En Bella durmiente, Arrietta propone un curioso juego, fabula con la traslación del cuento de la Bella Durmiente a nuestro siglo. Así, plantea el salto entre dos épocas, entre 1900, cuando la princesa, y con ella todo el reino de Kentz, cae dormida tras un hechizo; y el 2000, cuando un joven príncipe al que sólo le interesa tocar la batería, hijo de un rey interpretado precisamente por Serge Bozon, se empeña en besar a la joven y terminar así con el encantamiento. Bella durmiente es, de nuevo, una película de ángeles, y no de príncipes (aquí, un joven de pelo y maneras impolutas, una versión afrancesada de Robert Pattinson, un héroe con más recorrido del que puede asumir el actor que lo interpreta). Los ángeles son Mathieu Amalric, que cuida del príncipe y que narra la leyenda; y una hada, convertida, en los albores del siglo XXI, en representante de la Unesco.

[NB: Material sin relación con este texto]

//! Database-backed contract tests for import deduplication, aggregates, and
//! export filtering.
//!
//! These tests require Docker to be running. Run with:
//!
//! ```bash
//! cargo test --test db_contract_tests -- --ignored
//! ```

mod common;

use std::io::{Cursor, Read, Write};

use common::TestPostgres;
use prices_server::features::prices::commands::import::{self, ImportPricesCommand};
use prices_server::features::prices::queries::export::{self, ExportPricesQuery};
use prices_server::features::prices::types::ExportFilters;
use prices_server::ingest::ArchiveKind;

fn zip_with_csv(csv: &str) -> Vec<u8> {
    let mut writer = zip::ZipWriter::new(Cursor::new(Vec::new()));
    writer
        .start_file("data.csv", zip::write::SimpleFileOptions::default())
        .unwrap();
    writer.write_all(csv.as_bytes()).unwrap();
    writer.finish().unwrap().into_inner()
}

fn unzip_data_csv(zip_bytes: &[u8]) -> String {
    let mut archive = zip::ZipArchive::new(Cursor::new(zip_bytes)).unwrap();
    let mut file = archive.by_name("data.csv").unwrap();
    let mut contents = String::new();
    file.read_to_string(&mut contents).unwrap();
    contents
}

async fn import_zip(pg: &TestPostgres, csv: &str) -> prices_server::features::prices::types::ImportResult {
    let command = ImportPricesCommand {
        kind: ArchiveKind::Zip,
        data: zip_with_csv(csv),
    };
    import::handle(pg.pool_clone(), command)
        .await
        .expect("import failed")
}

async fn export_filtered(pg: &TestPostgres, filters: ExportFilters) -> String {
    let zip_bytes = export::handle(pg.pool_clone(), ExportPricesQuery { filters })
        .await
        .expect("export failed");
    unzip_data_csv(&zip_bytes)
}

#[tokio::test]
#[ignore = "requires Docker"]
async fn importing_the_same_archive_twice_only_counts_duplicates() {
    let pg = TestPostgres::start().await.expect("Failed to start PostgreSQL");

    let csv = "\
id,name,category,price,create_date
1,Apple,Fruit,1.50,2024-01-01
2,Banana,Fruit,0.75,2024-01-02
3,Desk,Furniture,120,2024-01-03
4,Lamp,Household,free,2024-01-04
";

    let first = import_zip(&pg, csv).await;
    assert_eq!(first.total_count, 4);
    assert_eq!(first.total_items, 3);
    assert_eq!(first.duplicates_count, 0);
    assert_eq!(first.total_categories, 3);
    // 1.50 + 0.75 + 120.00 has fractional cents, so the sum is a decimal.
    assert_eq!(first.total_price, serde_json::json!(122.25));

    let second = import_zip(&pg, csv).await;
    assert_eq!(second.total_count, 4);
    assert_eq!(second.total_items, 0);
    assert_eq!(second.duplicates_count, 3);
    // Aggregates are global and unchanged by an all-duplicate call.
    assert_eq!(second.total_categories, 3);
    assert_eq!(second.total_price, serde_json::json!(122.25));
}

#[tokio::test]
#[ignore = "requires Docker"]
async fn storage_dedup_matches_on_canonical_price() {
    let pg = TestPostgres::start().await.expect("Failed to start PostgreSQL");

    let first = import_zip(
        &pg,
        "name,category,price,create_date\nApple,Fruit,1.5,2024-01-01\n",
    )
    .await;
    assert_eq!(first.total_items, 1);

    // Different input spelling, same canonical value: a storage-level
    // duplicate, not a new row.
    let second = import_zip(
        &pg,
        "name,category,price,create_date\nApple,Fruit,1.50,2024-01-01\n",
    )
    .await;
    assert_eq!(second.total_items, 0);
    assert_eq!(second.duplicates_count, 1);

    // A differing price is a distinct record.
    let third = import_zip(
        &pg,
        "name,category,price,create_date\nApple,Fruit,1.51,2024-01-01\n",
    )
    .await;
    assert_eq!(third.total_items, 1);
    assert_eq!(third.duplicates_count, 0);

    let stored: i64 = sqlx::query_scalar("SELECT COUNT(*) FROM prices")
        .fetch_one(pg.pool())
        .await
        .expect("count failed");
    assert_eq!(stored, 2);
}

#[tokio::test]
#[ignore = "requires Docker"]
async fn aggregate_sum_is_integer_when_cents_cancel_out() {
    let pg = TestPostgres::start().await.expect("Failed to start PostgreSQL");

    let result = import_zip(
        &pg,
        "name,category,price,create_date\n\
         Apple,Fruit,1.50,2024-01-01\n\
         Banana,Fruit,1.50,2024-01-02\n",
    )
    .await;

    assert_eq!(result.total_price, serde_json::json!(3));
}

#[tokio::test]
#[ignore = "requires Docker"]
async fn export_price_bounds_are_inclusive_whole_units() {
    let pg = TestPostgres::start().await.expect("Failed to start PostgreSQL");

    import_zip(
        &pg,
        "name,category,price,create_date\n\
         Below,Test,9.99,2024-01-01\n\
         Exact,Test,10.00,2024-01-01\n\
         Above,Test,10.01,2024-01-01\n",
    )
    .await;

    let csv = export_filtered(
        &pg,
        ExportFilters {
            min: Some(10),
            max: Some(10),
            ..Default::default()
        },
    )
    .await;

    let names: Vec<&str> = csv
        .lines()
        .skip(1)
        .map(|line| line.split(',').nth(1).unwrap())
        .collect();
    assert_eq!(names, vec!["Exact"]);
    assert!(csv.contains(",10.00,"));
}

#[tokio::test]
#[ignore = "requires Docker"]
async fn export_date_bounds_are_inclusive() {
    let pg = TestPostgres::start().await.expect("Failed to start PostgreSQL");

    import_zip(
        &pg,
        "name,category,price,create_date\n\
         Early,Test,1.00,2024-01-01\n\
         Start,Test,1.00,2024-02-01\n\
         End,Test,1.00,2024-03-01\n\
         Late,Test,1.00,2024-04-01\n",
    )
    .await;

    let csv = export_filtered(
        &pg,
        ExportFilters {
            start: chrono::NaiveDate::from_ymd_opt(2024, 2, 1),
            end: chrono::NaiveDate::from_ymd_opt(2024, 3, 1),
            ..Default::default()
        },
    )
    .await;

    let names: Vec<&str> = csv
        .lines()
        .skip(1)
        .map(|line| line.split(',').nth(1).unwrap())
        .collect();
    assert_eq!(names, vec!["Start", "End"]);
}

#[tokio::test]
#[ignore = "requires Docker"]
async fn export_orders_by_date_then_category_then_name() {
    let pg = TestPostgres::start().await.expect("Failed to start PostgreSQL");

    // Inserted deliberately out of export order.
    import_zip(
        &pg,
        "name,category,price,create_date\n\
         Zebra,Animals,5.00,2024-01-02\n\
         Apple,Fruit,1.00,2024-01-01\n\
         Mango,Fruit,2.00,2024-01-01\n\
         Desk,Furniture,9.00,2024-01-01\n\
         Ant,Animals,3.00,2024-01-02\n",
    )
    .await;

    let csv = export_filtered(&pg, ExportFilters::default()).await;

    let names: Vec<&str> = csv
        .lines()
        .skip(1)
        .map(|line| line.split(',').nth(1).unwrap())
        .collect();
    // Date ascending, then category ("Fruit" < "Furniture"), then name.
    assert_eq!(names, vec!["Apple", "Mango", "Desk", "Ant", "Zebra"]);
}
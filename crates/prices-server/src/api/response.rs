//! API response types
//!
//! Error envelope shared by the prices routes. Successful responses carry
//! their own payloads (import counters as JSON, export as a binary archive).

use serde::Serialize;

/// Standard error response
#[derive(Debug, Serialize)]
pub struct ErrorResponse {
    pub success: bool,
    pub error: ErrorDetail,
}

#[derive(Debug, Serialize)]
pub struct ErrorDetail {
    pub code: String,
    pub message: String,
}

impl ErrorResponse {
    /// Create a new error response
    pub fn new(code: impl Into<String>, message: impl Into<String>) -> Self {
        Self {
            success: false,
            error: ErrorDetail {
                code: code.into(),
                message: message.into(),
            },
        }
    }
}

#[cfg(test)]
mod tests {
    use super::*;

    #[test]
    fn test_error_response_shape() {
        let err = ErrorResponse::new("BAD_REQUEST", "invalid start (expected YYYY-MM-DD)");
        let json = serde_json::to_value(&err).unwrap();
        assert_eq!(json["success"], false);
        assert_eq!(json["error"]["code"], "BAD_REQUEST");
    }
}
//! Shared types for the prices feature

use chrono::NaiveDate;
use serde::{Deserialize, Serialize};
use thiserror::Error;

/// A validated price record in canonical form.
///
/// `price_decimal` is always derived from `price_cents` and is the only
/// price representation sent to storage or emitted on export. The uniqueness
/// identity of a record is (name, category, price_decimal, create_date);
/// `source_id` is carried from the CSV `id` column when present but never
/// participates in identity or storage.
#[derive(Debug, Clone, PartialEq, Eq)]
pub struct PriceRecord {
    pub name: String,
    pub category: String,
    pub price_cents: i64,
    pub price_decimal: String,
    pub create_date: NaiveDate,
    pub source_id: Option<i64>,
}

/// Aggregate counters returned from one import call.
///
/// `total_categories` and `total_price` are global aggregates over all stored
/// records after the import committed, not batch-scoped values.
#[derive(Debug, Clone, Serialize, Deserialize)]
pub struct ImportResult {
    pub total_count: i64,
    pub duplicates_count: i64,
    pub total_items: i64,
    pub total_categories: i64,
    /// JSON integer when the stored sum has no fractional cents, otherwise a
    /// decimal number.
    pub total_price: serde_json::Value,
}

/// Render the `SUM(price)::text` aggregate as an integer-or-decimal JSON
/// number.
pub fn total_price_value(sum_text: &str) -> serde_json::Value {
    let sum_text = sum_text.trim();

    if let Some(whole) = sum_text.strip_suffix(".00") {
        if let Ok(n) = whole.parse::<i64>() {
            return serde_json::Value::from(n);
        }
    }

    if let Ok(f) = sum_text.parse::<f64>() {
        if let Some(n) = serde_json::Number::from_f64(f) {
            return serde_json::Value::Number(n);
        }
    }

    serde_json::Value::from(0)
}

/// Validated export filters. Absent bounds are unbounded.
#[derive(Debug, Clone, Default, PartialEq, Eq)]
pub struct ExportFilters {
    pub start: Option<NaiveDate>,
    pub end: Option<NaiveDate>,
    pub min: Option<i64>,
    pub max: Option<i64>,
}

/// Filter parsing and cross-field validation errors
#[derive(Error, Debug, PartialEq, Eq)]
pub enum FilterError {
    #[error("invalid start (expected YYYY-MM-DD)")]
    InvalidStart,

    #[error("invalid end (expected YYYY-MM-DD)")]
    InvalidEnd,

    #[error("start must be <= end")]
    StartAfterEnd,

    #[error("invalid min (expected natural number > 0)")]
    InvalidMin,

    #[error("invalid max (expected natural number > 0)")]
    InvalidMax,

    #[error("min must be <= max")]
    MinAboveMax,
}

impl ExportFilters {
    /// Build filters from raw query-string values, applying the strict date
    /// grammar and positivity rules before any cross-field checks.
    pub fn from_params(
        start: Option<&str>,
        end: Option<&str>,
        min: Option<&str>,
        max: Option<&str>,
    ) -> Result<Self, FilterError> {
        let parse_date = |s: &str, err: FilterError| {
            if s.len() != 10 {
                return Err(err);
            }
            NaiveDate::parse_from_str(s, "%Y-%m-%d").map_err(|_| err)
        };
        let parse_bound = |s: &str, err: FilterError| match s.parse::<i64>() {
            Ok(n) if n > 0 => Ok(n),
            _ => Err(err),
        };

        let filters = Self {
            start: start
                .filter(|s| !s.is_empty())
                .map(|s| parse_date(s, FilterError::InvalidStart))
                .transpose()?,
            end: end
                .filter(|s| !s.is_empty())
                .map(|s| parse_date(s, FilterError::InvalidEnd))
                .transpose()?,
            min: min
                .filter(|s| !s.is_empty())
                .map(|s| parse_bound(s, FilterError::InvalidMin))
                .transpose()?,
            max: max
                .filter(|s| !s.is_empty())
                .map(|s| parse_bound(s, FilterError::InvalidMax))
                .transpose()?,
        };

        filters.validate()?;
        Ok(filters)
    }

    /// Cross-field ordering checks.
    pub fn validate(&self) -> Result<(), FilterError> {
        if let (Some(start), Some(end)) = (self.start, self.end) {
            if start > end {
                return Err(FilterError::StartAfterEnd);
            }
        }
        if let (Some(min), Some(max)) = (self.min, self.max) {
            if min > max {
                return Err(FilterError::MinAboveMax);
            }
        }
        Ok(())
    }
}

/// Raw export query parameters as received from the query string
#[derive(Debug, Clone, Default, Deserialize)]
pub struct ExportParams {
    pub start: Option<String>,
    pub end: Option<String>,
    pub min: Option<String>,
    pub max: Option<String>,
}

impl TryFrom<ExportParams> for ExportFilters {
    type Error = FilterError;

    fn try_from(params: ExportParams) -> Result<Self, FilterError> {
        ExportFilters::from_params(
            params.start.as_deref(),
            params.end.as_deref(),
            params.min.as_deref(),
            params.max.as_deref(),
        )
    }
}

Arrieta es un cineasta proclive a derivas de comicidad. Quizá por eso, tras la extrañeza inicial, tras el desorden, la ironía se vuelve excéntrica, y la película va cobrando su sentido. Cuando el rey le pide a la delegada de la Unesco que restaure unas ruinas para convertirlas en un casino, Arrieta los filma en un plano frontal; con una simplicidad que realza el gesto irónico. Cuando, al final de la película, se rompe el hechizo, y el príncipe no puede más que hacer fotos con su iPhone, se resuelve también el misterio de la película. Hay algo en este gesto que recuerda al del final de Salt and Fire, de Werner Herzog, cuando, aun en el desierto, los personajes juegan con una tablet para hacerse fotografías. El filme de Herzog trata precisamente sobre la mirada, las perspectivas, los puntos de vistas. Bella durmiente trata de la magia en estos tiempos tan distintos que son el principio del siglo XX y el del XXI. “Estáis acostumbrados a la magia”, dice el hada a aquellos que despiertan de la inesperada siesta un siglo más tarde, “os acostumbraréis enseguida a la tecnología”. Arrieta filma la corte adormilada con actores que permanecen quietos; en cambio, en algunos momentos, vuelan brillantes mariposas digitales. He aquí los trucajes, la magia del cine, en sus dos facetas, propias de tiempos, de siglos, distintos.